China is now blocking all language editions of Wikipedia (original) (raw)

iyouport.org, Open Culture Foundation (OCF), Sukhbir Singh (Open Web Fellow, Mozilla Foundation), Arturo Filastò (OONI), Maria Xynou (OONI) 2019-05-04

Translation(s):

translation: 中国封锁了所有语言版本的维基百科

China recently started blocking all language editions of Wikipedia. Previously, the blocking was limited to the Chinese language edition of Wikipedia (zh.wikipedia.org), but has now expanded to include all *.wikipedia.org language editions.

In this post, we share OONI network measurement data on the blocking of Wikipedia in China. We found that all wikipedia.org sub-domains are blocked in China by means of DNS injection and SNI filtering.

DNS injection

Through the use of OONI Probe, Wikipedia domains have been tested from multiple local vantage points in China since 2015. Most measurements have been collected from China Telecom (AS4134).

OONI’s Web Connectivity test (available in the OONI Probe apps) is designed to measure the TCP/IP, HTTP, and DNS blocking of websites. Network measurement data collected through this test has shown that most Wikipedia language editions were previously accessible in China, except for the Chinese edition, which has reportedly been blocked since 19th May 2015.

OONI data shows that China Telecom (AS4134) has been blocking zh.wikipedia.org since at least the 10th November 2016 (previous OONI measurements show that zh.wikipedia.org was accessible in March 2015 on that network).

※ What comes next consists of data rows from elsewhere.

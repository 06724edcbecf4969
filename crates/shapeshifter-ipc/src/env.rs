//! Environment accessor
//!
//! Resolvers never call `std::env` directly; they read through [`Environment`] so that
//! each one can be exercised against a [`MapEnvironment`] in tests.

use std::collections::HashMap;

use crate::error::{Error, Result};

pub const MANAGED_TRANSPORT_VER: &str = "TOR_PT_MANAGED_TRANSPORT_VER";
pub const STATE_LOCATION: &str = "TOR_PT_STATE_LOCATION";
pub const EXIT_ON_STDIN_CLOSE: &str = "TOR_PT_EXIT_ON_STDIN_CLOSE";
pub const CLIENT_TRANSPORTS: &str = "TOR_PT_CLIENT_TRANSPORTS";
pub const PROXY: &str = "TOR_PT_PROXY";
pub const SERVER_BINDADDR: &str = "TOR_PT_SERVER_BINDADDR";
pub const SERVER_TRANSPORTS: &str = "TOR_PT_SERVER_TRANSPORTS";
pub const SERVER_TRANSPORT_OPTIONS: &str = "TOR_PT_SERVER_TRANSPORT_OPTIONS";
pub const ORPORT: &str = "TOR_PT_ORPORT";
pub const EXTENDED_SERVER_PORT: &str = "TOR_PT_EXTENDED_SERVER_PORT";
pub const AUTH_COOKIE_FILE: &str = "TOR_PT_AUTH_COOKIE_FILE";

/// Read-only view of the variables a pluggable transport is launched with
pub trait Environment {
    /// Raw value of `name`, `None` if it is not set
    fn var(&self, name: &str) -> Option<String>;

    /// Value of `name`, failing with `MissingEnvironment` when it is absent
    fn required(&self, name: &'static str) -> Result<String> {
        self.var(name).ok_or(Error::MissingEnvironment(name))
    }

    /// Value of `name`, `""` when it is absent
    fn optional(&self, name: &str) -> String {
        self.var(name).unwrap_or_default()
    }
}

/// The environment of the running process
#[derive(Debug, Clone, Copy, Default)]
pub struct ProcessEnvironment;

impl Environment for ProcessEnvironment {
    fn var(&self, name: &str) -> Option<String> {
        std::env::var(name).ok()
    }
}

/// An environment backed by an in-memory map
#[derive(Debug, Clone, Default)]
pub struct MapEnvironment {
    vars: HashMap<String, String>,
}

impl MapEnvironment {
    /// Creates an empty environment
    pub fn new() -> MapEnvironment {
        MapEnvironment::default()
    }

    /// Sets `name` to `value`
    pub fn set<K, V>(&mut self, name: K, value: V) -> &mut MapEnvironment
    where
        K: Into<String>,
        V: Into<String>,
    {
        self.vars.insert(name.into(), value.into());
        self
    }

    /// Builder-style [`MapEnvironment::set`]
    pub fn with<K, V>(mut self, name: K, value: V) -> MapEnvironment
    where
        K: Into<String>,
        V: Into<String>,
    {
        self.set(name, value);
        self
    }
}

impl Environment for MapEnvironment {
    fn var(&self, name: &str) -> Option<String> {
        self.vars.get(name).cloned()
    }
}

impl<K, V> FromIterator<(K, V)> for MapEnvironment
where
    K: Into<String>,
    V: Into<String>,
{
    fn from_iter<I: IntoIterator<Item = (K, V)>>(iter: I) -> MapEnvironment {
        MapEnvironment {
            vars: iter.into_iter().map(|(k, v)| (k.into(), v.into())).collect(),
        }
    }
}
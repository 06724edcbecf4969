//! Transparent UDP mode: datagrams from every local peer are relayed to `--target`

use std::{io, net::SocketAddr};

use crate::{
    launcher::{resolve_target, ClientContext},
    listener::Listener,
    tracker::ConnectionTracker,
    transports::Transport,
    udp::{serve_udp, PacketFilter},
};

pub(crate) async fn client_setup(
    transport: Transport,
    listen_addr: SocketAddr,
    context: &ClientContext,
) -> io::Result<Listener> {
    let target = resolve_target(context.target()?).await?;
    serve_udp(
        transport.name(),
        listen_addr,
        target,
        PacketFilter::Any,
        context.tracker.clone(),
    )
    .await
}

pub(crate) async fn server_setup(
    transport: Transport,
    bind_addr: SocketAddr,
    or_addr: SocketAddr,
    tracker: &ConnectionTracker,
) -> io::Result<Listener> {
    serve_udp(transport.name(), bind_addr, or_addr, PacketFilter::Any, tracker.clone()).await
}
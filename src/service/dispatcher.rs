//! Dispatcher launcher

use std::{net::SocketAddr, process::ExitCode};

use clap::{Arg, ArgAction, ArgMatches, Command};
use log::{debug, error, info, LevelFilter};
use shapeshifter_ipc::{
    env::{Environment, EXIT_ON_STDIN_CLOSE},
    ClientConfig,
    ClientSettings,
    Messenger,
    ProcessEnvironment,
    Role,
    ServerConfig,
    ServerSettings,
};
use shapeshifter_service::{
    launch_client,
    launch_server,
    scrub,
    ClientLaunch,
    ConnectionTracker,
    ProxyMode,
    ServerLaunch,
    REGISTRY,
};
use tokio::runtime::Builder;

use super::lifecycle::{Lifecycle, Phase};
use crate::{
    error::{DispatcherError, DispatcherResult},
    logging::{self, LogConfig},
    monitor::TermMonitor,
    statedir,
    vparser,
};

/// Defines command line options
pub fn define_command_line_options(mut app: Command) -> Command {
    app = app
        .arg(
            Arg::new("PT_VERSION")
                .long("ptversion")
                .num_args(1)
                .action(ArgAction::Set)
                .help("Specify the Pluggable Transport protocol version to use"),
        )
        .arg(
            Arg::new("STATE")
                .long("state")
                .num_args(1)
                .action(ArgAction::Set)
                .help("Specify the transport plugin's state directory"),
        )
        .arg(
            Arg::new("EXIT_ON_STDIN_CLOSE")
                .long("exit-on-stdin-close")
                .action(ArgAction::SetTrue)
                .help("Set to shutdown the proxy when stdin is closed"),
        )
        .arg(
            Arg::new("TRANSPORTS")
                .long("transports")
                .num_args(1)
                .action(ArgAction::Set)
                .help("Specify transports to enable, comma separated, * for all of them"),
        )
        .arg(
            Arg::new("PROXY")
                .long("proxy")
                .num_args(1)
                .action(ArgAction::Set)
                .help("Specify an HTTP or SOCKS4a proxy that the PT needs to use to reach the Internet"),
        )
        .arg(
            Arg::new("OPTIONS")
                .long("options")
                .num_args(1)
                .action(ArgAction::Set)
                .help("Specify the transport options for the server, transport:key=value[,key=value][;...]"),
        )
        .arg(
            Arg::new("BIND_ADDR")
                .long("bindaddr")
                .num_args(1)
                .action(ArgAction::Set)
                .help("Specify the bind address for transparent server, transport-host:port[,...]"),
        )
        .arg(
            Arg::new("OR_PORT")
                .long("orport")
                .num_args(1)
                .action(ArgAction::Set)
                .help("Specify the address the server should forward traffic to in host:port format"),
        )
        .arg(
            Arg::new("EXT_OR_PORT")
                .long("extorport")
                .num_args(1)
                .action(ArgAction::Set)
                .help("Specify the address of a server implementing the Extended OR Port protocol"),
        )
        .arg(
            Arg::new("AUTH_COOKIE")
                .long("authcookie")
                .num_args(1)
                .action(ArgAction::Set)
                .help("Specify an authentication cookie, for use in authenticating with the Extended OR Port"),
        )
        .arg(
            Arg::new("PROXY_LISTEN_ADDR")
                .long("proxylistenaddr")
                .num_args(1)
                .action(ArgAction::Set)
                .default_value("127.0.0.1:0")
                .value_parser(vparser::parse_socket_addr)
                .help("Specify the bind address for the local SOCKS server provided by the client"),
        )
        .arg(
            Arg::new("VERSION")
                .long("version")
                .action(ArgAction::SetTrue)
                .help("Print version and exit"),
        )
        .arg(
            Arg::new("LOG_LEVEL")
                .long("logLevel")
                .num_args(1)
                .action(ArgAction::Set)
                .default_value("ERROR")
                .value_parser(vparser::parse_log_level)
                .help("Log level (ERROR/WARN/INFO/DEBUG)"),
        )
        .arg(
            Arg::new("ENABLE_LOGGING")
                .long("enableLogging")
                .action(ArgAction::SetTrue)
                .help("Log to TOR_PT_STATE_LOCATION/dispatcher.log"),
        )
        .arg(
            Arg::new("UNSAFE_LOGGING")
                .long("unsafeLogging")
                .action(ArgAction::SetTrue)
                .help("Disable the address scrubber"),
        )
        .arg(
            Arg::new("CLIENT")
                .long("client")
                .action(ArgAction::SetTrue)
                .conflicts_with("SERVER")
                .help("Enable client mode"),
        )
        .arg(
            Arg::new("SERVER")
                .long("server")
                .action(ArgAction::SetTrue)
                .help("Enable server mode"),
        )
        .arg(
            Arg::new("TRANSPARENT")
                .long("transparent")
                .action(ArgAction::SetTrue)
                .help("Enable transparent proxy mode. The default is protocol-aware proxy mode (socks5 for TCP, STUN for UDP)"),
        )
        .arg(
            Arg::new("UDP")
                .long("udp")
                .action(ArgAction::SetTrue)
                .help("Enable UDP proxy mode. The default is TCP proxy mode."),
        )
        .arg(
            Arg::new("TARGET")
                .long("target")
                .num_args(1)
                .action(ArgAction::Set)
                .help("Specify transport server destination address"),
        );

    app
}

/// Program entrance `main`
pub fn main(matches: &ArgMatches) -> ExitCode {
    if matches.get_flag("VERSION") {
        println!("dispatcher-{}", crate::VERSION);
        return ExitCode::SUCCESS;
    }

    match run(matches, &ProcessEnvironment) {
        Ok(()) => ExitCode::SUCCESS,
        Err(err) => {
            error!("{}", err);
            eprintln!("{err}");
            if err.wants_usage() {
                let mut app = define_command_line_options(Command::new("shapeshifter-dispatcher"));
                eprintln!("{}", app.render_usage());
            }
            err.exit_code().into()
        }
    }
}

fn string_arg<'a>(matches: &'a ArgMatches, id: &str) -> Option<&'a str> {
    matches.get_one::<String>(id).map(String::as_str)
}

fn exit_on_stdin_close(matches: &ArgMatches, env: &dyn Environment) -> bool {
    matches.get_flag("EXIT_ON_STDIN_CLOSE") || env.var(EXIT_ON_STDIN_CLOSE).as_deref() == Some("1")
}

/// Role and configuration, everything a launcher needs
#[derive(Debug)]
enum Resolved {
    Client(ClientLaunch),
    Server(ServerLaunch),
}

/// Decides the role, then resolves that role's configuration
///
/// Nothing role specific is looked at before the role is known.
fn resolve<W: std::io::Write>(
    matches: &ArgMatches,
    env: &dyn Environment,
    messenger: &mut Messenger<W>,
) -> DispatcherResult<Resolved> {
    let role = Role::decide(matches.get_flag("CLIENT"), matches.get_flag("SERVER"), env)?;
    info!("running as {}", role);

    match role {
        Role::Client => {
            let settings = ClientSettings {
                ptversion: string_arg(matches, "PT_VERSION").map(ToOwned::to_owned),
                transports: string_arg(matches, "TRANSPORTS").map(ToOwned::to_owned),
                proxy: string_arg(matches, "PROXY").map(ToOwned::to_owned),
            };
            let config = ClientConfig::resolve(&settings, env, REGISTRY, messenger)?;
            let listen_addr = matches
                .get_one::<SocketAddr>("PROXY_LISTEN_ADDR")
                .copied()
                .unwrap_or_else(|| SocketAddr::from(([127, 0, 0, 1], 0)));

            Ok(Resolved::Client(ClientLaunch {
                listen_addr,
                target: string_arg(matches, "TARGET").map(ToOwned::to_owned),
                config,
            }))
        }
        Role::Server => {
            let settings = ServerSettings {
                options: string_arg(matches, "OPTIONS").map(ToOwned::to_owned),
                bindaddr: string_arg(matches, "BIND_ADDR").map(ToOwned::to_owned),
                transports: string_arg(matches, "TRANSPORTS").map(ToOwned::to_owned),
                orport: string_arg(matches, "OR_PORT").map(ToOwned::to_owned),
                extorport: string_arg(matches, "EXT_OR_PORT").map(ToOwned::to_owned),
                authcookie: string_arg(matches, "AUTH_COOKIE").map(ToOwned::to_owned),
            };
            let config = ServerConfig::resolve(&settings, env)?;

            Ok(Resolved::Server(ServerLaunch { config }))
        }
    }
}

fn run(matches: &ArgMatches, env: &dyn Environment) -> DispatcherResult<()> {
    let mut lifecycle = Lifecycle::new();

    let state_dir = statedir::create(statedir::locate(string_arg(matches, "STATE"), env)?)?;

    let level = matches
        .get_one::<LevelFilter>("LOG_LEVEL")
        .copied()
        .unwrap_or(LevelFilter::Error);
    logging::init_with_config(&LogConfig::new(level, matches.get_flag("ENABLE_LOGGING"), &state_dir))?;
    scrub::set_safe_logging(!matches.get_flag("UNSAFE_LOGGING"));

    info!("dispatcher-{} starting", crate::VERSION);

    let runtime = Builder::new_multi_thread()
        .enable_all()
        .build()
        .map_err(DispatcherError::RuntimeFailure)?;

    let tracker = ConnectionTracker::new();
    let mut monitor = {
        let _guard = runtime.enter();
        TermMonitor::new(&tracker, exit_on_stdin_close(matches, env)).map_err(DispatcherError::RuntimeFailure)?
    };

    lifecycle.enter(Phase::Resolving);
    let mut messenger = Messenger::stdout();
    let resolved = resolve(matches, env, &mut messenger)?;

    lifecycle.enter(Phase::Dispatching);
    let mode = ProxyMode::select(matches.get_flag("TRANSPARENT"), matches.get_flag("UDP"));
    debug!("proxy mode {:?}", mode);

    let result = runtime.block_on(async {
        let mut launched = match resolved {
            Resolved::Client(ref launch) => launch_client(mode, launch, &tracker, &mut messenger).await,
            Resolved::Server(ref launch) => launch_server(mode, launch, &tracker, &mut messenger).await,
        };
        if !launched.launched {
            return Err(DispatcherError::LaunchFailure);
        }

        lifecycle.supervise(&mut monitor, &mut launched.listeners).await;
        Ok(())
    });

    drop(monitor);
    // stdin may still be blocked in a reader thread
    runtime.shutdown_background();

    result
}

#[cfg(test)]
mod test {
    use shapeshifter_ipc::{Error as ConfigError, MapEnvironment};

    use super::*;

    fn command() -> Command {
        define_command_line_options(Command::new("shapeshifter-dispatcher"))
    }

    #[test]
    fn verify_command() {
        command().debug_assert();
    }

    #[test]
    fn client_and_server_conflict() {
        let err = command()
            .try_get_matches_from(["shapeshifter-dispatcher", "--client", "--server"])
            .unwrap_err();
        assert_eq!(err.kind(), clap::error::ErrorKind::ArgumentConflict);
    }

    #[test]
    fn defaults() {
        let matches = command().try_get_matches_from(["shapeshifter-dispatcher"]).unwrap();
        assert_eq!(
            matches.get_one::<SocketAddr>("PROXY_LISTEN_ADDR"),
            Some(&"127.0.0.1:0".parse().unwrap())
        );
        assert_eq!(matches.get_one::<LevelFilter>("LOG_LEVEL"), Some(&LevelFilter::Error));
        assert!(!exit_on_stdin_close(&matches, &MapEnvironment::new()));
        assert!(exit_on_stdin_close(
            &matches,
            &MapEnvironment::new().with(EXIT_ON_STDIN_CLOSE, "1")
        ));
    }

    #[test]
    fn role_before_configuration() {
        let matches = command()
            .try_get_matches_from(["shapeshifter-dispatcher", "--options", "obfs4:key"])
            .unwrap();
        let mut messenger = Messenger::new(Vec::new());

        let err = resolve(&matches, &MapEnvironment::new(), &mut messenger).unwrap_err();
        assert!(matches!(err, DispatcherError::AmbiguousRole(..)));
        assert!(messenger.into_inner().is_empty());
    }

    #[test]
    fn server_from_flags() {
        let matches = command()
            .try_get_matches_from([
                "shapeshifter-dispatcher",
                "--server",
                "--transports",
                "identity",
                "--bindaddr",
                "identity-127.0.0.1:4000",
                "--orport",
                "127.0.0.1:9001",
                "--options",
                "identity:seed=1",
            ])
            .unwrap();
        let mut messenger = Messenger::new(Vec::new());

        match resolve(&matches, &MapEnvironment::new(), &mut messenger).unwrap() {
            Resolved::Server(launch) => {
                assert_eq!(launch.config.bindaddrs.len(), 1);
                assert_eq!(launch.config.bindaddrs[0].options.get("seed"), Some("1"));
                assert_eq!(launch.config.or_addr, "127.0.0.1:9001".parse().unwrap());
            }
            Resolved::Client(..) => panic!("resolved as client"),
        }
    }

    #[test]
    fn malformed_options_stop_server() {
        let matches = command()
            .try_get_matches_from([
                "shapeshifter-dispatcher",
                "--server",
                "--transports",
                "obfs4",
                "--bindaddr",
                "obfs4-127.0.0.1:4000",
                "--orport",
                "127.0.0.1:9001",
                "--options",
                "obfs4:key",
            ])
            .unwrap();
        let mut messenger = Messenger::new(Vec::new());

        let err = resolve(&matches, &MapEnvironment::new(), &mut messenger).unwrap_err();
        match err {
            DispatcherError::ResolveFailure(ConfigError::OptionParse { entry, .. }) => assert_eq!(entry, "obfs4:key"),
            err => panic!("unexpected {err}"),
        }
    }

    #[test]
    fn client_from_environment() {
        let matches = command()
            .try_get_matches_from(["shapeshifter-dispatcher", "--transparent", "--target", "127.0.0.1:9"])
            .unwrap();
        let env = MapEnvironment::new()
            .with("TOR_PT_MANAGED_TRANSPORT_VER", "1")
            .with("TOR_PT_CLIENT_TRANSPORTS", "*");
        let mut messenger = Messenger::new(Vec::new());

        match resolve(&matches, &env, &mut messenger).unwrap() {
            Resolved::Client(launch) => {
                assert_eq!(launch.config.method_names, REGISTRY);
                assert_eq!(launch.target.as_deref(), Some("127.0.0.1:9"));
            }
            Resolved::Server(..) => panic!("resolved as server"),
        }
        assert_eq!(messenger.into_inner(), b"VERSION 1\n");
    }
}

The following chart, based on OONI data, illustrates that multiple language editions of Wikipedia have been blocked in China as of April 2019.

**Source:**Blocking of Wikipedia domains in China, Open Observatory of Network Interference (OONI) data: China, https://api.ooni.io/files/by_country/CN

Our analysis of OONI measurements, used to produce the above chart, is available here.

OONI measurements show that many of these Wikipedia domains were previously accessible, but all measurements collected from 25th April 2019 onwards present the same DNS anomalies for all Wikipedia sub-domains. The few DNS anomalies that occurred in previous months were false positives, whereas the DNS anomalies from April 2019 onwards show that Wikipedia domains are blocked by means of DNS injection. Most measurements were collected from China Telecom (AS4134).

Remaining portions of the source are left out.